**Material for this task**.
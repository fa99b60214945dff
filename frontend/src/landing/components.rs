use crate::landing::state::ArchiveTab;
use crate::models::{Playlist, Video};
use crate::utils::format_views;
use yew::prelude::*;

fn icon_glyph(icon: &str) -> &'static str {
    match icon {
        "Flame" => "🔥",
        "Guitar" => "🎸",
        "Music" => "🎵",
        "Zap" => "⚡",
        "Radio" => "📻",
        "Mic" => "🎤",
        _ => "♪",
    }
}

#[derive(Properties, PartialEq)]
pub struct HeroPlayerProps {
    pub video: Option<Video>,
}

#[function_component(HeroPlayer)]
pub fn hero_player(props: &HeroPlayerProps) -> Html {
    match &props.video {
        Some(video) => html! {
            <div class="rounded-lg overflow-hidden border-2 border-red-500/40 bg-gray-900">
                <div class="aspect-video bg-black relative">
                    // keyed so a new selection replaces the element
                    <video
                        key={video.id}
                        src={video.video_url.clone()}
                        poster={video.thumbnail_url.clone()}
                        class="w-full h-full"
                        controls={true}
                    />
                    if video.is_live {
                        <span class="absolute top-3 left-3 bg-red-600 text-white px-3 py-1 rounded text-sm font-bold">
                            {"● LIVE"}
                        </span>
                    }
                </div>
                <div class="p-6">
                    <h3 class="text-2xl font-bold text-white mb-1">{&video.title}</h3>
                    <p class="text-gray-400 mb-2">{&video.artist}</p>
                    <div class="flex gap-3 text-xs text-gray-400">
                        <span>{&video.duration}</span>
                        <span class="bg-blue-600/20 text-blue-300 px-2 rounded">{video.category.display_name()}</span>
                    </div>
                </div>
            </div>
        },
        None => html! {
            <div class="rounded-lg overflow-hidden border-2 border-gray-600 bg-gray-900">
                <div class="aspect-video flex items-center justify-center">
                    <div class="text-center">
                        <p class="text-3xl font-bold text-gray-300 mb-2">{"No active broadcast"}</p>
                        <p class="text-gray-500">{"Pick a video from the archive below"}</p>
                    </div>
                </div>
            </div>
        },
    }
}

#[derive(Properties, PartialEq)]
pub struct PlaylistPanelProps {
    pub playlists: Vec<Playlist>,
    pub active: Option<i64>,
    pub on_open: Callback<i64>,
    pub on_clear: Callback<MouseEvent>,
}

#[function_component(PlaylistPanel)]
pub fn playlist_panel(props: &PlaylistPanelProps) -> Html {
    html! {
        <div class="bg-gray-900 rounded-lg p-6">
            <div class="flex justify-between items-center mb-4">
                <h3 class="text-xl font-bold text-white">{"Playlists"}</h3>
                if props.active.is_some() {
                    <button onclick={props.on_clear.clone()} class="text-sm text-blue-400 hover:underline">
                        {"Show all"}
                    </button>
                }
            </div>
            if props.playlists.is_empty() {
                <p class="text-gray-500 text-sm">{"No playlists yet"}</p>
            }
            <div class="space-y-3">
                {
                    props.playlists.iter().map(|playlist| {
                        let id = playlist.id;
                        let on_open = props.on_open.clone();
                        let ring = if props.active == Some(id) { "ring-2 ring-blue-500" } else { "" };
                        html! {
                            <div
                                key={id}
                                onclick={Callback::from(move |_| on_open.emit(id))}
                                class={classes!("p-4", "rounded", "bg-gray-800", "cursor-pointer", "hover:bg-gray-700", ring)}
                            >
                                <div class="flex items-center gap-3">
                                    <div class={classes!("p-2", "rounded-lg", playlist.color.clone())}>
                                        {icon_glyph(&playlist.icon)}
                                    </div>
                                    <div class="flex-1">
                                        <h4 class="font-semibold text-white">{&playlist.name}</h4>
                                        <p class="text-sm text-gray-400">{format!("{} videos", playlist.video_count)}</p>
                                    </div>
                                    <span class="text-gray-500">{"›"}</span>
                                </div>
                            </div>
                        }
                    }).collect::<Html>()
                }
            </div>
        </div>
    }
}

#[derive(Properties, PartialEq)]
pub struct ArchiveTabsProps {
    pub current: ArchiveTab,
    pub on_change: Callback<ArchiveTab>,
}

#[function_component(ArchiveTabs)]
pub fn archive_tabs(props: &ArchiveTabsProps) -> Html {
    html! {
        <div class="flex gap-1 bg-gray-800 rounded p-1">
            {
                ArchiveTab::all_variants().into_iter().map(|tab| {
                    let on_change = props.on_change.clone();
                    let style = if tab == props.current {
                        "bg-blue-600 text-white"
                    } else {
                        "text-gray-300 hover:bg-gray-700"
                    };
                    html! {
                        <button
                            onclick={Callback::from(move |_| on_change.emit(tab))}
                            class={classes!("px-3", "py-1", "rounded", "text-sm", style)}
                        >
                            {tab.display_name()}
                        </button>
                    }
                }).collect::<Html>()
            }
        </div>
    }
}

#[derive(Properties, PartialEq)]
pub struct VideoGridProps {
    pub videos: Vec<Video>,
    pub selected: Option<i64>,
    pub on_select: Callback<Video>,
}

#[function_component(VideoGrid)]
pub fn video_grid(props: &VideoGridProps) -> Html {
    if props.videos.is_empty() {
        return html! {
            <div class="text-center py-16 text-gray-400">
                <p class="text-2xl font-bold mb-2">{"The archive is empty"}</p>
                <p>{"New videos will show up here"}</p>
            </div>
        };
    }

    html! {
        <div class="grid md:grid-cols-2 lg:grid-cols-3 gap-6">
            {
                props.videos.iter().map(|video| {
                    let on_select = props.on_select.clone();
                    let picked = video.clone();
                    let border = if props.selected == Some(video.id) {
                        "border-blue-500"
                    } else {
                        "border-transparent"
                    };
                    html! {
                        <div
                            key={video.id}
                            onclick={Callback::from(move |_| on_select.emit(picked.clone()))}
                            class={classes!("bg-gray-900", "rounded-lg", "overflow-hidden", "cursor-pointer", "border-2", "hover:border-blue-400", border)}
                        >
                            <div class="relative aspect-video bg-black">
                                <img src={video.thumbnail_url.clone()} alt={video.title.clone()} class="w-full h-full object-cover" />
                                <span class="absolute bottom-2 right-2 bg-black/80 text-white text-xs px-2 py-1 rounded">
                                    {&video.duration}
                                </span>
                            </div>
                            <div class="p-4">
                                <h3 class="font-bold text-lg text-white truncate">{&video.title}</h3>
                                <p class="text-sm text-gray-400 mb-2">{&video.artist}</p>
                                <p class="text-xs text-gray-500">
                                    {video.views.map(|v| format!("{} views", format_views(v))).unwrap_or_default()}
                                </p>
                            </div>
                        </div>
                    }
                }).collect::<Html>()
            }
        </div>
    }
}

==

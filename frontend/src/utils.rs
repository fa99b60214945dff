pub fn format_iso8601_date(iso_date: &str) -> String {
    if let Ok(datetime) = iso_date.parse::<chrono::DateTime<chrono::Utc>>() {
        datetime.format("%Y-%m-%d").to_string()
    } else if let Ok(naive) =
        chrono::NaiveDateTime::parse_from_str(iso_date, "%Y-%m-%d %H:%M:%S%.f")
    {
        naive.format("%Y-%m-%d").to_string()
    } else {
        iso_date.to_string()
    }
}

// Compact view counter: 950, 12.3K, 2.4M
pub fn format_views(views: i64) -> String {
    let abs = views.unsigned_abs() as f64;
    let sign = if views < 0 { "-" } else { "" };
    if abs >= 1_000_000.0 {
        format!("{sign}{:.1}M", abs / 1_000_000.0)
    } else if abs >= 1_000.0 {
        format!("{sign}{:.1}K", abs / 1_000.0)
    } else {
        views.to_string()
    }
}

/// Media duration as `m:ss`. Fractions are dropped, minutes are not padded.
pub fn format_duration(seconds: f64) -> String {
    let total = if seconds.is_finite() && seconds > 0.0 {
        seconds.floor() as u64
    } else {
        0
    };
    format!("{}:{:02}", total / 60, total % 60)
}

---

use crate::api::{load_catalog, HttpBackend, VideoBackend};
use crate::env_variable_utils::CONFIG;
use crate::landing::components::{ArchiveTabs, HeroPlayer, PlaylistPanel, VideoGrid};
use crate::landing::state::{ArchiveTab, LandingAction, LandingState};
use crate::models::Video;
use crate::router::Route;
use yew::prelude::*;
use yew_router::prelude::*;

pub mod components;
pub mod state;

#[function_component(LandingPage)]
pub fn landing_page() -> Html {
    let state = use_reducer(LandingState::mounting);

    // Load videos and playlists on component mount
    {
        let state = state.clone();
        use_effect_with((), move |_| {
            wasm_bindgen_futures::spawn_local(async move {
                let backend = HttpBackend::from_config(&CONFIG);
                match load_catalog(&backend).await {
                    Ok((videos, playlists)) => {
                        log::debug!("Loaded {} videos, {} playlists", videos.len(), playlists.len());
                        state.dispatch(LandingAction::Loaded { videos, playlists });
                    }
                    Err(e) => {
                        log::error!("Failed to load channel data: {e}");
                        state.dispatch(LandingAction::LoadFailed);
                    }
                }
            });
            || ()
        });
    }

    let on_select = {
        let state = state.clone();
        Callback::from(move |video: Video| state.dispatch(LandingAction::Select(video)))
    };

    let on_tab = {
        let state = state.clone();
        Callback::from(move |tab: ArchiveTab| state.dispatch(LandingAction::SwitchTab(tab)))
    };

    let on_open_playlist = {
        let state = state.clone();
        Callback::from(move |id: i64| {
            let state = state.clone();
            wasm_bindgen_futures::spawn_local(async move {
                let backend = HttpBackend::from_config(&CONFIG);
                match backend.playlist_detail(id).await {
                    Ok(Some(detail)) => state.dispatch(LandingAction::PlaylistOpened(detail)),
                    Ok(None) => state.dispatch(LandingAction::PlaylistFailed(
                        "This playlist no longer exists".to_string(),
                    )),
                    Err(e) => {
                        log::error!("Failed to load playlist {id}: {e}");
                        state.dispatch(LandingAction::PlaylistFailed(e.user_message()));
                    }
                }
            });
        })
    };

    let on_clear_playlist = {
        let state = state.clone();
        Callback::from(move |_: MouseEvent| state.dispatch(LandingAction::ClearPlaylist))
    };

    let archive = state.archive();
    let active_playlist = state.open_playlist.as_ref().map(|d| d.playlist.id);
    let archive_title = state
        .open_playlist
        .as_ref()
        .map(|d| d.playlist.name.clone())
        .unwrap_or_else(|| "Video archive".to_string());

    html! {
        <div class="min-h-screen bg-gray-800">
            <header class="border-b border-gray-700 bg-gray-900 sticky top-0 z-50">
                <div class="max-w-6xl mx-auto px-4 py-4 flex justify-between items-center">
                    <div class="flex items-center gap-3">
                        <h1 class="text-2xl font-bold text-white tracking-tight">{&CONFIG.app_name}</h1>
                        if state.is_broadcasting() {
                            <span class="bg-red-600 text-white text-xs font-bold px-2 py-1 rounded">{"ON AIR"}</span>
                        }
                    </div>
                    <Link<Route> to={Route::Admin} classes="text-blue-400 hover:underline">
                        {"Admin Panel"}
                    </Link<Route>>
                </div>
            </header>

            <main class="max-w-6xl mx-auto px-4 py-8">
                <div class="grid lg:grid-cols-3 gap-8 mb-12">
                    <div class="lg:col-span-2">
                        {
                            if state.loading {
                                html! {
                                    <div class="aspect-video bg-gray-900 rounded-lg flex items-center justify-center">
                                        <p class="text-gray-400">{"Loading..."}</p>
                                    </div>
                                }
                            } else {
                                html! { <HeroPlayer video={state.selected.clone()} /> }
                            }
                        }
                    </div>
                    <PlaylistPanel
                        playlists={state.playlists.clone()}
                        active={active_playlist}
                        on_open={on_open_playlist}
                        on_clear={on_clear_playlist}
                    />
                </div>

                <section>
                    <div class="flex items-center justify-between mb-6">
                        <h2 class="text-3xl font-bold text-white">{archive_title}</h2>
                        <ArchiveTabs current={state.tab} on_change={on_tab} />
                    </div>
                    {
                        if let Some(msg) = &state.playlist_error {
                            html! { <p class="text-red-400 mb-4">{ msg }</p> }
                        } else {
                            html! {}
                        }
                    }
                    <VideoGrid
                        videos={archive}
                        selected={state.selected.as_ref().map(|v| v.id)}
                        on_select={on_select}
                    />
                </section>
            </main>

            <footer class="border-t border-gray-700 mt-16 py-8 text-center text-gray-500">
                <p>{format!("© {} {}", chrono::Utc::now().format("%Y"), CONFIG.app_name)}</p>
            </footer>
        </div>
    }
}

**Exercise aim**. Check each line of the records for "picked" and copy the ones that contain it.

**Finished task**.
                    let picked = video.clone();
                            onclick={Callback::from(move |_| on_select.emit(picked.clone()))}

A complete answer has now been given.